Infection Control Deficiencies: PPE Use, Room Cleaning, and Water Management
Penalty
Summary
Surveyors identified multiple failures in infection prevention and control practices within the facility. Staff did not use personal protective equipment (PPE) appropriately in rooms under droplet isolation precautions, which were required due to the presence of COVID-19 on the third floor. Observations included nurse aides and an LPN entering and working in isolation rooms wearing only surgical masks or incomplete PPE, despite signage indicating the need for gowns, N95 respirators, gloves, and eye protection. Additionally, a visitor was not properly educated or equipped with the necessary PPE before entering a droplet isolation room, as confirmed by staff interviews.

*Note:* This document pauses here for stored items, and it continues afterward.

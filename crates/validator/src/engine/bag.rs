//! Collected validation failures

use indexmap::IndexMap;
use serde::Serialize;

use crate::engine::PathPattern;

/// Rendered messages keyed by attribute, then by rule.
///
/// Lookups take a concrete key (`users.0.email`), a key with a rule
/// (`users.0.email:email`) or a wildcard key (`users.*.email`), which
/// matches every concrete key it covers.
///
/// # Examples
///
/// ```
/// use sieve_validator::engine::ErrorBag;
///
/// let mut bag = ErrorBag::new();
/// bag.add("users.0.email", "email", "The Users 1 email is not valid email");
/// bag.add("users.2.email", "required", "The Users 3 email is required");
///
/// assert_eq!(bag.count(), 2);
/// assert!(bag.has("users.*.email"));
/// assert!(bag.has("users.2.email:required"));
/// assert!(!bag.has("users.2.email:email"));
/// assert_eq!(bag.first("users.*.email"), Some("The Users 1 email is not valid email"));
/// ```
#[derive(Debug, Clone, Default, PartialEq, Eq, Serialize)]
#[serde(transparent)]
pub struct ErrorBag {
    messages: IndexMap<String, IndexMap<String, String>>,
}

impl ErrorBag {
    #[must_use]
    pub fn new() -> Self {
        Self::default()
    }

    /// Records a message. A second message for the same attribute and rule
    /// replaces the first.
    pub fn add(&mut self, key: impl Into<String>, rule: impl Into<String>, message: impl Into<String>) {
        self.messages
            .entry(key.into())
            .or_default()
            .insert(rule.into(), message.into());
    }

    /// Total number of messages.
    #[must_use]
    pub fn count(&self) -> usize {
        self.messages.values().map(IndexMap::len).sum()
    }

    #[must_use]
    pub fn is_empty(&self) -> bool {
        self.messages.is_empty()
    }

    #[must_use]
    pub fn has(&self, key: &str) -> bool {
        self.matching(key).next().is_some()
    }

    /// First message for the key.
    #[must_use]
    pub fn first(&self, key: &str) -> Option<&str> {
        self.matching(key).next().map(|(_, _, message)| message)
    }

    /// Messages for the key, grouped by concrete attribute and rule.
    #[must_use]
    pub fn get(&self, key: &str) -> IndexMap<&str, IndexMap<&str, &str>> {
        let mut out: IndexMap<&str, IndexMap<&str, &str>> = IndexMap::new();
        for (attribute, rule, message) in self.matching(key) {
            out.entry(attribute).or_default().insert(rule, message);
        }
        out
    }

    /// Every message in insertion order.
    #[must_use]
    pub fn all(&self) -> Vec<&str> {
        self.messages
            .values()
            .flat_map(|rules| rules.values().map(String::as_str))
            .collect()
    }

    /// The first message of each attribute.
    #[must_use]
    pub fn first_of_all(&self) -> Vec<&str> {
        self.messages
            .values()
            .filter_map(|rules| rules.values().next().map(String::as_str))
            .collect()
    }

    /// Attributes that have at least one message.
    #[must_use]
    pub fn keys(&self) -> Vec<&str> {
        self.messages.keys().map(String::as_str).collect()
    }

    #[must_use]
    pub fn to_map(&self) -> IndexMap<String, IndexMap<String, String>> {
        self.messages.clone()
    }

    pub fn clear(&mut self) {
        self.messages.clear();
    }

    /// `(attribute, rule, message)` for every entry a lookup key selects.
    fn matching<'a>(&'a self, key: &str) -> impl Iterator<Item = (&'a str, &'a str, &'a str)> {
        let (attribute, rule) = split_rule(key);
        let pattern = attribute.contains('*').then(|| PathPattern::compile(attribute));
        let attribute = attribute.to_owned();
        let rule = rule.map(str::to_owned);

        self.messages
            .iter()
            .filter(move |(candidate, _)| match &pattern {
                Some(pattern) => pattern.matches(candidate),
                None => **candidate == attribute,
            })
            .flat_map(move |(candidate, rules)| {
                let rule = rule.clone();
                rules
                    .iter()
                    .filter(move |(name, _)| rule.as_deref().is_none_or(|r| r == name.as_str()))
                    .map(move |(name, message)| (candidate.as_str(), name.as_str(), message.as_str()))
            })
    }
}

/// Splits `attribute:rule`. Only the last colon counts.
fn split_rule(key: &str) -> (&str, Option<&str>) {
    match key.rsplit_once(':') {
        Some((attribute, rule)) if !rule.is_empty() && !rule.contains('.') => (attribute, Some(rule)),
        _ => (key, None),
    }
}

The facility also failed to ensure proper cleaning of resident rooms after discontinuation of isolation precautions. Housekeeping staff reported that residents remained in their beds during the deep cleaning process, which prevented thorough disinfection of beds, mattresses, and bedframes, and bedding was not laundered as required. This was confirmed by both housekeeping and administrative staff, who acknowledged that the cleaning procedures did not align with facility policy for post-isolation room cleaning. Furthermore, the facility did not maintain a comprehensive water management program to monitor and mitigate the risk of Legionella bacteria in the water system. The nursing home administrator was unable to provide documentation of a Legionella water management plan, including monitoring, auditing, or mapping of high-risk areas within the facility's water pipes. This deficiency persisted for a full year, as confirmed by the administrator during the survey.
Plan Of Correction
Resident weren't directly affected with Personal Protective Equipment (PPE) usage. The residents were removed from their beds and rooms cleaned, and the water management plan will be completed. All residents will be removed from their beds when rooms are cleaned. Employees will be instructed on what the protocol is for infection control signs hanging on the doors. The Director of Nursing or designee will educate nursing staff on the protocol for entering and leaving an infectious room and on educating a visitor on the protocol when the resident units or rooms have the infectious signs posted. The Director of Environmental Services will educate their staff on cleaning an infectious room post-isolation and the proper protocol of removing the resident from the bed. The Director of Nursing or designee will audit infectious rooms and proper PPE usage weekly times 3 and monthly times 2. The Director of Environmental Services will audit room cleans for removal of residents weekly times 3 and monthly times 2. Results will be turned into the monthly Quality Assurance meeting.